Whoever gave sclatter a red star for her statement that women hitting men is an expression of powerlessness ought to be ashamed of herself!
sclatter gave an excuse on the order of "I didn't rape her, she was asking to be fucked."
Shame on you!
City of a little over a million.
Number of secure women's shelter beds: about 140
Number of secure women's secondary housing units: 80 (one, two and three bedroom apartments)
Capacity I am contracted to deliver for men fleeing abuse: 3 units/15 beds
Usage of domestic violence women's shelters over the last year: about 135% (ie children and women sleeping on floors)
Complete and total usage of our male abuse victim spaces OVER THE LAST FOUR YEARS: 0
Professionally, I absolutely do not deny the abuse of males by females, I have direct knowledge of a number of cases. But please cut the bullshit about the inequities of the shelter system, it is an absolute load of unadulterated HORSESHIT.
Your Canadian horseshit anecdote doesn't apply in the least to California, CB.
What Mary Winkler claimed about the baby was that earlier the same evening, her husband had tried to quiet the baby by putting his hand over the baby's nose and mouth.

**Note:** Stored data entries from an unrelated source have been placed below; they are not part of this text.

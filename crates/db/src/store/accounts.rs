//! Chart-of-accounts lookups.

use async_trait::async_trait;
use chrono::Utc;
use sea_orm::ActiveValue::Set;
use sea_orm::sea_query::OnConflict;
use sea_orm::{ColumnTrait, DbErr, EntityTrait, QueryFilter};
use tally_core::accounts::Account;
use tally_engine::store::{AccountRegistry, StoreResult};
use tally_shared::types::{AccountId, TenantId};

use super::{PgStore, convert, db_err};
use crate::entities::accounts;

impl PgStore {
    /// Inserts a chart-of-accounts entry.
    ///
    /// Returns `false` if the tenant already has an account with that code.
    ///
    /// # Errors
    ///
    /// Returns `Backend` if the insert fails.
    pub async fn insert_account(&self, account: &Account) -> StoreResult<bool> {
        let now = Utc::now().into();
        let model = accounts::ActiveModel {
            id: Set(account.id.into_inner()),
            tenant_id: Set(account.tenant_id.into_inner()),
            code: Set(account.code.clone()),
            name: Set(account.name.clone()),
            account_type: Set(account.account_type.as_str().to_string()),
            is_active: Set(account.is_active),
            created_at: Set(now),
            updated_at: Set(now),
        };
        let result = accounts::Entity::insert(model)
            .on_conflict(
                OnConflict::columns([accounts::Column::TenantId, accounts::Column::Code])
                    .do_nothing()
                    .to_owned(),
            )
            .exec(&self.db)
            .await;
        match result {
            Ok(_) => Ok(true),
            Err(DbErr::RecordNotInserted) => Ok(false),
            Err(err) => Err(db_err(err)),
        }
    }
}

#[async_trait]
impl AccountRegistry for PgStore {
    async fn get_account(&self, tenant_id: TenantId, id: AccountId) -> StoreResult<Option<Account>> {
        accounts::Entity::find_by_id(id.into_inner())
            .filter(accounts::Column::TenantId.eq(tenant_id.into_inner()))
            .one(&self.db)
            .await
            .map_err(db_err)?
            .map(convert::account)
            .transpose()
    }

    async fn find_account_by_code(
        &self,
        tenant_id: TenantId,
        code: &str,
    ) -> StoreResult<Option<Account>> {
        accounts::Entity::find()
            .filter(accounts::Column::TenantId.eq(tenant_id.into_inner()))
            .filter(accounts::Column::Code.eq(code))
            .one(&self.db)
            .await
            .map_err(db_err)?
            .map(convert::account)
            .transpose()
    }

    async fn get_accounts(&self, tenant_id: TenantId, ids: &[AccountId]) -> StoreResult<Vec<Account>> {
        if ids.is_empty() {
            return Ok(Vec::new());
        }
        accounts::Entity::find()
            .filter(accounts::Column::TenantId.eq(tenant_id.into_inner()))
            .filter(accounts::Column::Id.is_in(ids.iter().map(|id| id.into_inner())))
            .all(&self.db)
            .await
            .map_err(db_err)?
            .into_iter()
            .map(convert::account)
            .collect()
    }
}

I don't believe this ever happened. The reason is what she says she did next. She says she and her husband had an argument about "Why he was so mean to her all the time." If my husband tried to smother my baby, you can guarantee we'd be arguing about him smothering the baby, not about him being mean TO ME. Not to mention that this alleged smothering wasn't something Mary mentioned in her confession, when she said that Matt had never abused the children. Mary's testimony does not hold together.

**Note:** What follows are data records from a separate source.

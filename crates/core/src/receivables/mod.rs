//! Accounts receivable.
//!
//! Invoices are settled by append-only payments. Invoice status is derived
//! from the paid amount, except for the explicit `void` override. Aging and
//! summary projections are computed from outstanding balances.

pub mod aging;
pub mod error;
pub mod service;
pub mod types;

#[cfg(test)]
mod service_props;

pub use aging::{AgingBand, AgingBucket, AgingReport, InvoiceSummary};
pub use error::{LedgerPostingError, ReceivableError};
pub use service::{DEFAULT_PAYMENT_TOLERANCE, ReceivableService};
pub use types::{
    Invoice, InvoiceFilter, InvoiceStatus, NewInvoice, NewPayment, Payment, PaymentMethod,
};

I do believe Mary's testimony that her husband asked her to wear clear plastic platform heels and a wig during sex, and that he sometimes watched internet porn. Gosh, let's kill all the husbands who sometimes look at internet porn and like kinky sex! Will anyone be left?

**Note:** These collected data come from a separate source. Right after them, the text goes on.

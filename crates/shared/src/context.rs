//! Explicit tenant/actor context threaded through every ledger operation.

use std::time::Duration;

use crate::types::{TenantId, UserId};

/// Who is calling, on behalf of which tenant, and how long they are willing to wait.
///
/// All lookups and uniqueness checks are scoped by `tenant_id`. The core never
/// authenticates; whoever builds the context has already done so.
#[derive(Debug, Clone, Copy, PartialEq, Eq)]
pub struct TenantContext {
    /// Bookkeeping scope.
    pub tenant_id: TenantId,
    /// Acting user, recorded as `created_by` and in the activity log.
    pub actor_user_id: UserId,
    /// Per-call deadline. Falls back to the configured operation timeout when `None`.
    pub timeout: Option<Duration>,
}

impl TenantContext {
    /// Creates a context without an explicit timeout.
    #[must_use]
    pub const fn new(tenant_id: TenantId, actor_user_id: UserId) -> Self {
        Self {
            tenant_id,
            actor_user_id,
            timeout: None,
        }
    }

    /// Returns a copy bounded by `timeout`.
    #[must_use]
    pub const fn with_timeout(mut self, timeout: Duration) -> Self {
        self.timeout = Some(timeout);
        self
    }

    /// Resolves the effective timeout against a default.
    #[must_use]
    pub fn timeout_or(&self, default: Duration) -> Duration {
        self.timeout.unwrap_or(default)
    }
}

Regarding how hard or easy it is to punch someone to death. Based on how own somewhat limited experience working with battered women, I'd say that a lot of severe injuries during fights aren't caused by fists, but by the person falling. Falling into a window or mirror is bad news. So is cracking a head on a floor or the corner of a table. It's far too easy for what seems like a harmless shove to turn into a murder case if the person being shoved falls and hits her head. There is no safe level of hitting someone.
I don't think I agree that humor today is meaner, just directed at different targets. When I was growing up, racist jokes were common. Now I hardly ever hear them.
The story about the two people in the park is horrifying. Am I supposed to be sorry that the people who watched someone die and didn't do a thing have difficulty getting over it?
I don't know, maybe not. What's your point?
OK, I admit utter defeat. I have been crushed by your logic and impeccable statistics.
Canadian women must just be more docile than the Californian-She-Devils you have to live with. You have my fake sympathies.
Maybe you should emigrate?
Wow! As Drunkistan does it almost all of his posts, he makes the logical fallacy of assuming that everyone is like him, that he is the center of the universe, that his experience is universal.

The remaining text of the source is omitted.